Targeted Therapy Intro - Precision Payloads

  • Drugs engineered to interfere with specific molecules ("targets") vital for cancer cell growth & survival.
  • Deliver "precision payloads" by selectively targeting cancer cells, reducing harm to normal tissues.
  • Major classes:
    • Monoclonal Antibodies (MAbs): Large proteins; bind extracellular targets (e.g., EGFR - Cetuximab). Suffix: "-mab".
    • Small Molecule Inhibitors (TKIs): Oral; enter cells, block intracellular targets (e.g., BCR-ABL - Imatinib). Suffix: "-nib". Monoclonal Antibody vs Tyrosine Kinase Inhibitor

⭐ Biomarker testing (companion diagnostics) is often mandatory to identify patients benefiting from specific targeted therapies.

Star Targeted Agents - EGFR & Immune Boosters

  • EGFR Inhibitors:

    • Cetuximab: mAb vs EGFR.
      • Uses: LA HNSCC (w/ RT); R/M HNSCC (w/ chemo/alone).
      • SEs: Acneiform rash (predicts response; 📌 C-rash = C-benefit), hypomagnesemia, infusion rxns.
    • TKIs (Gefitinib, Erlotinib): Minor role HNSCC.
  • Immune Checkpoint Inhibitors (ICIs) - "Immune Boosters":

    • PD-1 Inhibitors: Nivolumab, Pembrolizumab.
      • Mech: Blocks T-cell PD-1 → ↑anti-tumor activity.
      • Uses: R/M HNSCC (post-platinum, or 1st line [Pembrolizumab +/- chemo for PD-L1+]).
    • PD-L1 Inhibitors: Atezolizumab, Durvalumab.
    • SEs (irAEs): Skin, gut, liver, lung, endocrine toxicities.
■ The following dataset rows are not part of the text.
use std::sync::Arc;

use chrono::NaiveDate;
use mysql_async::consts::ColumnType;
use mysql_async::{Column, Value};

use crate::error::DbError;
use crate::row::{Columns, Row};
use crate::types::SqlValue;

const BINARY_CHARSET: u16 = 63;

/// Convert driver rows into generic rows. Column metadata is taken from the
/// first row; an empty result set needs none.
pub(crate) fn rows_from_driver(rows: Vec<mysql_async::Row>) -> Result<Vec<Row>, DbError> {
    let Some(first) = rows.first() else {
        return Ok(Vec::new());
    };

    let driver_columns: Vec<Column> = first.columns_ref().to_vec();
    let columns = Arc::new(Columns::new(
        driver_columns
            .iter()
            .map(|col| col.name_str().into_owned())
            .collect(),
    ));

    let mut out = Vec::with_capacity(rows.len());
    for mut row in rows {
        let mut values = Vec::with_capacity(driver_columns.len());
        for (idx, column) in driver_columns.iter().enumerate() {
            let value = row.take::<Value, _>(idx).unwrap_or(Value::NULL);
            values.push(extract_value(value, column)?);
        }
        out.push(Row::new(Arc::clone(&columns), values));
    }
    Ok(out)
}

/// Map one binary-protocol value onto a [`SqlValue`], using the column
/// metadata to tell text from binary payloads and to spot JSON columns.
fn extract_value(value: Value, column: &Column) -> Result<SqlValue, DbError> {
    match value {
        Value::NULL => Ok(SqlValue::Null),
        Value::Int(i) => Ok(SqlValue::Int(i)),
        Value::UInt(u) => i64::try_from(u).map(SqlValue::Int).map_err(|_| {
            DbError::Execution(format!(
                "unsigned value {u} in column {} exceeds the i64 range",
                column.name_str()
            ))
        }),
        Value::Float(f) => Ok(SqlValue::Float(f64::from(f))),
        Value::Double(d) => Ok(SqlValue::Float(d)),
        Value::Date(year, month, day, hour, minute, second, micros) => {
            let timestamp = NaiveDate::from_ymd_opt(i32::from(year), u32::from(month), u32::from(day))
                .and_then(|date| {
                    date.and_hms_micro_opt(
                        u32::from(hour),
                        u32::from(minute),
                        u32::from(second),
                        micros,
                    )
                })
                .ok_or_else(|| {
                    DbError::Execution(format!(
                        "column {} holds an out-of-range datetime",
                        column.name_str()
                    ))
                })?;
            Ok(SqlValue::Timestamp(timestamp))
        }
        // TIME values have no calendar date; render them as text.
        Value::Time(negative, days, hours, minutes, seconds, micros) => {
            let sign = if negative { "-" } else { "" };
            let total_hours = u64::from(days) * 24 + u64::from(hours);
            let text = if micros == 0 {
                format!("{sign}{total_hours:02}:{minutes:02}:{seconds:02}")
            } else {
                format!("{sign}{total_hours:02}:{minutes:02}:{seconds:02}.{micros:06}")
            };
            Ok(SqlValue::Text(text))
        }
        Value::Bytes(bytes) => extract_bytes(bytes, column),
    }
}

fn extract_bytes(bytes: Vec<u8>, column: &Column) -> Result<SqlValue, DbError> {
    if column.column_type() == ColumnType::MYSQL_TYPE_JSON {
        return match serde_json::from_slice(&bytes) {
            Ok(value) => Ok(SqlValue::Json(value)),
            Err(err) => Err(DbError::Execution(format!(
                "column {} holds malformed JSON: {err}",
                column.name_str()
            ))),
        };
    }

    // BLOB and TEXT share column types; the character set tells them apart.
    if column.character_set() == BINARY_CHARSET {
        return Ok(SqlValue::Blob(bytes));
    }

    match String::from_utf8(bytes) {
        Ok(text) => Ok(SqlValue::Text(text)),
        Err(err) => Ok(SqlValue::Blob(err.into_bytes())),
    }
}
⭐ Pembrolizumab: 1st-line for metastatic/unresectable recurrent HNSCC if PD-L1 CPS ≥ 1 (alone/with chemo).

Regimens & Resistance - Combo Combat & Defenses

  • Key Regimens:
    • Induction (LA-SCCHN): TPF (Docetaxel, Cisplatin, 5-Fluorouracil) improves outcomes.
    • Concurrent (CCRT): High-dose Cisplatin (100 mg/m² every 3 weeks) is standard with RT.
  • Resistance Mechanisms:
    • Drug efflux (e.g., MDR1/P-gp), target gene mutations, enhanced DNA repair, altered drug metabolism.
  • Combat Strategies:
    • Combination chemotherapy, sequential therapies, novel targeted agents.
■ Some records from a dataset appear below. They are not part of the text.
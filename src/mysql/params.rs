use chrono::{Datelike, Timelike};
use mysql_async::{Params, Value};

use crate::types::SqlValue;

/// Convert a parameter slice into driver params. Statements without
/// placeholders must get `Params::Empty`, not an empty positional list.
pub(crate) fn to_params(params: &[SqlValue]) -> Params {
    if params.is_empty() {
        Params::Empty
    } else {
        Params::Positional(params.iter().map(to_value).collect())
    }
}

fn to_value(param: &SqlValue) -> Value {
    match param {
        SqlValue::Int(i) => Value::Int(*i),
        SqlValue::Float(f) => Value::Double(*f),
        SqlValue::Text(s) => Value::Bytes(s.clone().into_bytes()),
        SqlValue::Bool(b) => Value::Int(i64::from(*b)),
        SqlValue::Timestamp(dt) => Value::Date(
            dt.year().unsigned_abs() as u16,
            dt.month() as u8,
            dt.day() as u8,
            dt.hour() as u8,
            dt.minute() as u8,
            dt.second() as u8,
            dt.nanosecond() / 1_000,
        ),
        SqlValue::Null => Value::NULL,
        SqlValue::Json(value) => Value::Bytes(value.to_string().into_bytes()),
        SqlValue::Blob(bytes) => Value::Bytes(bytes.clone()),
    }
}
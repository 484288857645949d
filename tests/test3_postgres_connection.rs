#![cfg(feature = "test-utils-postgres")]

use std::time::Duration;

use sql_broker::prelude::*;
use sql_broker::test_utils::{shutdown_embedded_postgres, start_embedded_postgres};
use tokio::runtime::Runtime;

async fn backend_pid(db: &mut DbConnection) -> Result<i64, Box<dyn std::error::Error>> {
    let row = db
        .get("SELECT pg_backend_pid()", &[])
        .await?
        .ok_or("no pid row")?;
    let pid = row
        .get_by_index(0)
        .and_then(SqlValue::as_int)
        .ok_or("pid is not an integer")?;
    Ok(pid)
}

#[test]
fn test3_connection_reuse_and_recycling() -> Result<(), Box<dyn std::error::Error>> {
    let embedded = start_embedded_postgres("conn_reuse")?;

    let rt = Runtime::new()?;
    rt.block_on(async {
        let schema = embedded.config.schema.clone();
        let mut registry = ConnectionRegistry::with_configs([embedded.config.clone()]);

        // The cached session survives across lookups: same backend pid.
        let first_pid = backend_pid(registry.connection(None).await?).await?;
        let second_pid = backend_pid(registry.connection(Some(schema.as_str())).await?).await?;
        assert_eq!(first_pid, second_pid);

        // A fresh connection is its own session and never enters the cache.
        let mut fresh = registry.fresh_connection(None).await?;
        assert_ne!(backend_pid(&mut fresh).await?, first_pid);
        assert!(registry.is_cached(&schema));
        fresh.close();

        // close() drops the cached session; the next lookup dials a new one.
        assert!(registry.close(&schema));
        let redialed_pid = backend_pid(registry.connection(None).await?).await?;
        assert_ne!(redialed_pid, first_pid);

        // A connection idle past its cutoff is replaced on next use.
        let mut short_lived = DbConnection::connect(
            embedded
                .config
                .clone()
                .with_max_idle(Duration::from_millis(50)),
        )
        .await;
        let before = backend_pid(&mut short_lived).await?;
        tokio::time::sleep(Duration::from_millis(200)).await;
        let after = backend_pid(&mut short_lived).await?;
        assert_ne!(before, after);
        short_lived.close();

        // Unknown schemas and ambiguous defaults are refused.
        assert!(matches!(
            registry.connection(Some("zeta")).await.unwrap_err(),
            DbError::Config(_)
        ));
        registry
            .register(BackendConfig::new(BackendKind::Postgres, "127.0.0.1", "other").with_port(1));
        assert!(matches!(
            registry.connection(None).await.unwrap_err(),
            DbError::AmbiguousSchema(2)
        ));

        Ok::<(), Box<dyn std::error::Error>>(())
    })?;

    shutdown_embedded_postgres(embedded);
    Ok(())
}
⭐ Acquired resistance to Cisplatin often involves increased cellular detoxification via glutathione conjugation or enhanced DNA repair pathways like NER.

High‑Yield Points - ⚡ Biggest Takeaways

  • Cisplatin is a cornerstone for HNSCC chemoradiation; key toxicities include nephrotoxicity and ototoxicity.
  • Induction chemotherapy (e.g., TPF regimen) is used for locally advanced HNSCC to improve outcomes.
  • Cetuximab (EGFR inhibitor) is crucial for HNSCC, especially HPV-negative cases; characteristic acneiform rash.
  • Immunotherapy (e.g., Pembrolizumab, Nivolumab) is vital for recurrent or metastatic HNSCC.
  • 5-Fluorouracil (5-FU) is often combined with cisplatin for synergistic antitumour activity in HNSCC.